◆ Work required
Supply the number of lines in the data below that hold "record", and let that number be the whole answer.

Entries taken from a collection
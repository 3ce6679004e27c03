//! The resolver context: tables, registries, root drivers and queries.

use std::path::Path;

use super::decompose::decompose;
use super::registry::{BundleRegistry, DirRegistry};
use super::table::{MatchResult, ResolutionTable};
use crate::base::{FileKind, LogicalPath, Root};
use crate::diagnostics::{LogSink, WarningSink};
use crate::fs::{Canonicalizer, DirectoryLister, OsLister, WalkedFile, walk};

// ============================================================================
// PATH INDEX
// ============================================================================

/// All load-path state for one resolution run.
///
/// Created empty, populated by the `add_*` drivers during the root phase
/// (one call per search-path argument, in argument order), then queried
/// read-only for the rest of the run. Nothing is process-global: several
/// independent indexes coexist, which the tests rely on.
///
/// Each driver wraps the same traversal with a different pair of choices:
/// whether subdirectories are entered, and whether files may later be
/// referenced by shortened suffixes of their logical name or only by the
/// complete dotted path.
#[derive(Debug, Default)]
pub struct PathIndex {
    /// `.v` files, plus compiled objects outside bootstrap mode.
    sources: ResolutionTable,
    /// Compiled objects (`.vo`, `.vio`, `.vos`) in bootstrap mode.
    libraries: ResolutionTable,
    /// Every other extension, named by its full filename.
    others: ResolutionTable,
    /// `.mllib` bundles by basename.
    mllibs: BundleRegistry,
    /// `.mlpack` bundles by basename.
    mlpacks: BundleRegistry,
    /// Logical prefix assigned to every visited directory.
    dirs: DirRegistry,
    canon: Canonicalizer,
    boot: bool,
}

impl PathIndex {
    /// Create an empty index. `boot` is the caller-configured bootstrap
    /// flag: with it set, compiled objects feed the library table instead
    /// of the source table.
    pub fn new(boot: bool) -> Self {
        Self {
            boot,
            ..Self::default()
        }
    }

    // ------------------------------------------------------------------
    // Root ingestion
    // ------------------------------------------------------------------

    /// Non-recursive root whose files may be referenced by shortened
    /// suffixes of their logical name. Subdirectories are ignored.
    pub fn add_import_dir(&mut self, dir: &Path, prefix: &LogicalPath) {
        self.add_import_dir_with(&OsLister, &mut LogSink, dir, prefix);
    }

    /// [`Self::add_import_dir`] with explicit collaborators.
    pub fn add_import_dir_with(
        &mut self,
        lister: &dyn DirectoryLister,
        sink: &mut dyn WarningSink,
        dir: &Path,
        prefix: &LogicalPath,
    ) {
        self.ingest(lister, sink, dir, prefix, false, true);
    }

    /// Recursive root whose files resolve only under their complete dotted
    /// path from the root namespace (no suffix shortcut there; deeper
    /// prefixes still accept their own tails).
    pub fn add_qualified_tree(&mut self, dir: &Path, prefix: &LogicalPath) {
        self.add_qualified_tree_with(&OsLister, &mut LogSink, dir, prefix);
    }

    /// [`Self::add_qualified_tree`] with explicit collaborators.
    pub fn add_qualified_tree_with(
        &mut self,
        lister: &dyn DirectoryLister,
        sink: &mut dyn WarningSink,
        dir: &Path,
        prefix: &LogicalPath,
    ) {
        self.ingest(lister, sink, dir, prefix, true, false);
    }

    /// Recursive root whose files may be referenced by shortened suffixes,
    /// subject to the arbitration rules of [`ResolutionTable`].
    pub fn add_import_tree(&mut self, dir: &Path, prefix: &LogicalPath) {
        self.add_import_tree_with(&OsLister, &mut LogSink, dir, prefix);
    }

    /// [`Self::add_import_tree`] with explicit collaborators.
    pub fn add_import_tree_with(
        &mut self,
        lister: &dyn DirectoryLister,
        sink: &mut dyn WarningSink,
        dir: &Path,
        prefix: &LogicalPath,
    ) {
        self.ingest(lister, sink, dir, prefix, true, true);
    }

    /// Collect `.mllib`/`.mlpack` bundles from the immediate directory,
    /// the one the caller also puts on its native-code search path. Other
    /// extensions are ignored here.
    pub fn add_bundle_dir(&mut self, dir: &Path) {
        self.add_bundle_dir_with(&OsLister, &mut LogSink, dir);
    }

    /// [`Self::add_bundle_dir`] with explicit collaborators.
    pub fn add_bundle_dir_with(
        &mut self,
        lister: &dyn DirectoryLister,
        sink: &mut dyn WarningSink,
        dir: &Path,
    ) {
        let walked = walk(lister, sink, false, dir, &LogicalPath::new());
        for (visited, logical) in walked.dirs {
            let canonical = self.canon.canonical_dir(&visited);
            self.dirs.register(canonical, logical);
        }
        for file in walked.files {
            if let Some(base) = file.name.strip_suffix(".mllib") {
                self.mllibs.register(sink, base, Some(&file.dir), ".mllib");
            } else if let Some(base) = file.name.strip_suffix(".mlpack") {
                self.mlpacks.register(sink, base, Some(&file.dir), ".mlpack");
            }
        }
    }

    /// Shared driver body: walk, register directories, classify files.
    fn ingest(
        &mut self,
        lister: &dyn DirectoryLister,
        sink: &mut dyn WarningSink,
        dir: &Path,
        prefix: &LogicalPath,
        recursive: bool,
        multi: bool,
    ) {
        let root = Root::new(self.canon.canonical_dir(dir), prefix.clone());
        let walked = walk(lister, sink, recursive, dir, prefix);
        for (visited, logical) in walked.dirs {
            let canonical = self.canon.canonical_dir(&visited);
            self.dirs.register(canonical, logical);
        }
        for file in walked.files {
            self.record(&root, file, multi);
        }
    }

    // ------------------------------------------------------------------
    // Classification
    // ------------------------------------------------------------------

    /// Route one discovered file into the table its extension selects and
    /// record every (prefix, suffix) split of its logical name there.
    fn record(&mut self, root: &Root, file: WalkedFile, multi: bool) {
        let (kind, stem) = FileKind::classify(&file.name);
        let table = match kind {
            FileKind::Source => &mut self.sources,
            FileKind::Vo | FileKind::Vio | FileKind::Vos => {
                if self.boot {
                    &mut self.libraries
                } else {
                    &mut self.sources
                }
            }
            FileKind::Other => &mut self.others,
        };
        // Sources and objects are keyed by their stem and stored without
        // the extension; the caller re-appends whichever one it needs.
        let name = file.prefix.child(stem);
        let path = file.dir.join(stem);
        for part in decompose(multi, &name) {
            for suffix in part.suffixes {
                table.insert(
                    &self.canon,
                    root,
                    part.from.clone(),
                    suffix.tail,
                    suffix.full,
                    path.clone(),
                );
            }
        }
    }

    // ------------------------------------------------------------------
    // Queries
    // ------------------------------------------------------------------

    /// Resolve a suffix against the source table.
    pub fn find_source(
        &self,
        prefix: Option<&LogicalPath>,
        suffix: &LogicalPath,
    ) -> Option<&MatchResult> {
        self.sources.query(prefix, suffix)
    }

    /// Resolve a suffix against the catch-all table of other files.
    pub fn find_other(
        &self,
        prefix: Option<&LogicalPath>,
        suffix: &LogicalPath,
    ) -> Option<&MatchResult> {
        self.others.query(prefix, suffix)
    }

    /// True iff the suffix is known to the compiled-library table.
    pub fn is_known_library(
        &self,
        prefix: Option<&LogicalPath>,
        suffix: &LogicalPath,
    ) -> bool {
        self.libraries.query(prefix, suffix).is_some()
    }

    /// The logical prefix previously assigned to a physical directory.
    /// A directory never visited yields `None`.
    pub fn logical_dir(&self, dir: &Path) -> Option<&LogicalPath> {
        let canonical = self.canon.canonical_dir(dir);
        self.dirs.logical_path(&canonical)
    }

    /// The directory holding the named `.mllib` bundle, if one was seen.
    pub fn find_mllib(&self, basename: &str) -> Option<&Path> {
        self.mllibs.find(basename)
    }

    /// The directory holding the named `.mlpack` bundle, if one was seen.
    pub fn find_mlpack(&self, basename: &str) -> Option<&Path> {
        self.mlpacks.find(basename)
    }

    /// The source table.
    pub fn sources(&self) -> &ResolutionTable {
        &self.sources
    }

    /// The compiled-library table.
    pub fn libraries(&self) -> &ResolutionTable {
        &self.libraries
    }

    /// The table of other files.
    pub fn others(&self) -> &ResolutionTable {
        &self.others
    }

    /// The directory registry.
    pub fn dirs(&self) -> &DirRegistry {
        &self.dirs
    }
}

◆ Written solution
3